Stored items from a collection
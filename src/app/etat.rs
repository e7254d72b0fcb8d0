//! src/app/etat.rs
//!
//! État UI (sans vue).
//!
//! Rôle : contenir l’état du visualiseur (nombre de chiffres, mode, sortie, erreur,
//! contrôle) et offrir les actions simples (Calculer / Vérifier / CLR / AC).
//!
//! Contrats :
//! - Le calcul passe par le noyau (`generer`), jamais ailleurs.
//! - L’état généré est gardé : changer de mode ne relance pas le calcul.
//! - Garde-fou : bornes sur le nombre de chiffres (calcul quadratique).

use log::info;

use pi_decimales::noyau::{self, format_paires};
use pi_decimales::{generer, ChiffresPi};

/// Nombre de chiffres par défaut.
pub const NB_CHIFFRES_DEFAUT: usize = 1000;

/// Garde-fou : on borne la demande (anti-gel de l’UI).
pub const NB_CHIFFRES_MAX: usize = 100_000;

#[derive(Clone, Copy, Debug, Default, PartialEq, Eq)]
pub enum Mode {
    #[default]
    UnParCase,
    Paires,
}

#[derive(Clone, Debug)]
pub struct AppPi {
    // --- paramètres ---
    pub nb_chiffres: usize,
    pub mode: Mode,

    // --- sorties ---
    pub sortie: String,
    pub erreur: String,
    pub controle: String,

    // dernier calcul (relu pour chaque mode)
    resultat: Option<ChiffresPi>,
}

impl Default for AppPi {
    fn default() -> Self {
        Self {
            nb_chiffres: NB_CHIFFRES_DEFAUT,
            mode: Mode::default(),
            sortie: String::new(),
            erreur: String::new(),
            controle: String::new(),
            resultat: None,
        }
    }
}

impl AppPi {
    /* ------------------------ Actions “boutons” ------------------------ */

    /// AC : remise à zéro totale.
    pub fn reset_total(&mut self) {
        self.clear_resultats();
        self.nb_chiffres = NB_CHIFFRES_DEFAUT;
        self.mode = Mode::default();
    }

    /// CLR : efface sortie + erreur + contrôle.
    pub fn clear_resultats(&mut self) {
        self.sortie.clear();
        self.erreur.clear();
        self.controle.clear();
        self.resultat = None;
    }

    pub fn set_erreur(&mut self, msg: impl Into<String>) {
        self.erreur = msg.into();
        self.sortie.clear();
        self.controle.clear();
        self.resultat = None;
    }

    /// Garde-fou : 1..=NB_CHIFFRES_MAX. Un nouveau nombre invalide l’ancien calcul.
    pub fn set_nb_chiffres(&mut self, n: usize) {
        let n = n.clamp(1, NB_CHIFFRES_MAX);
        if n != self.nb_chiffres {
            self.nb_chiffres = n;
            self.clear_resultats();
        }
    }

    pub fn set_mode(&mut self, mode: Mode) {
        self.mode = mode;
        self.rafraichir_sortie();
    }

    pub fn a_un_resultat(&self) -> bool {
        self.resultat.is_some()
    }

    /// Calcule (ou réutilise) l’état du noyau puis remplit la sortie.
    pub fn calculer(&mut self) {
        let deja = self
            .resultat
            .as_ref()
            .is_some_and(|r| r.nb_chiffres() == self.nb_chiffres);
        if deja {
            self.rafraichir_sortie();
            return;
        }

        match generer(self.nb_chiffres) {
            Ok(pi) => {
                info!("π calculé : {} chiffres", pi.nb_chiffres());
                self.erreur.clear();
                self.controle.clear();
                self.resultat = Some(pi);
                self.rafraichir_sortie();
            }
            Err(e) => self.set_erreur(e.to_string()),
        }
    }

    /// Contrôle croisé BigInt du dernier calcul.
    pub fn verifier(&mut self) {
        let Some(pi) = &self.resultat else {
            self.erreur = "rien à vérifier (calculer d’abord)".into();
            return;
        };

        self.controle = match noyau::controle_croise(pi) {
            Ok(()) => format!("référence BigInt : {} chiffres identiques", pi.nb_chiffres()),
            Err(e) => e.to_string(),
        };
    }

    fn rafraichir_sortie(&mut self) {
        let Some(pi) = &self.resultat else {
            return;
        };
        self.sortie = match self.mode {
            Mode::UnParCase => pi.texte(),
            Mode::Paires => format_paires(&pi.par_paires()),
        };
    }
}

Exercise details
Search the entries above for the string "generer". Copy each line in which it appears.

Reply
//! - Le calcul passe par le noyau (`generer`), jamais ailleurs.
use pi_decimales::{generer, ChiffresPi};
        match generer(self.nb_chiffres) {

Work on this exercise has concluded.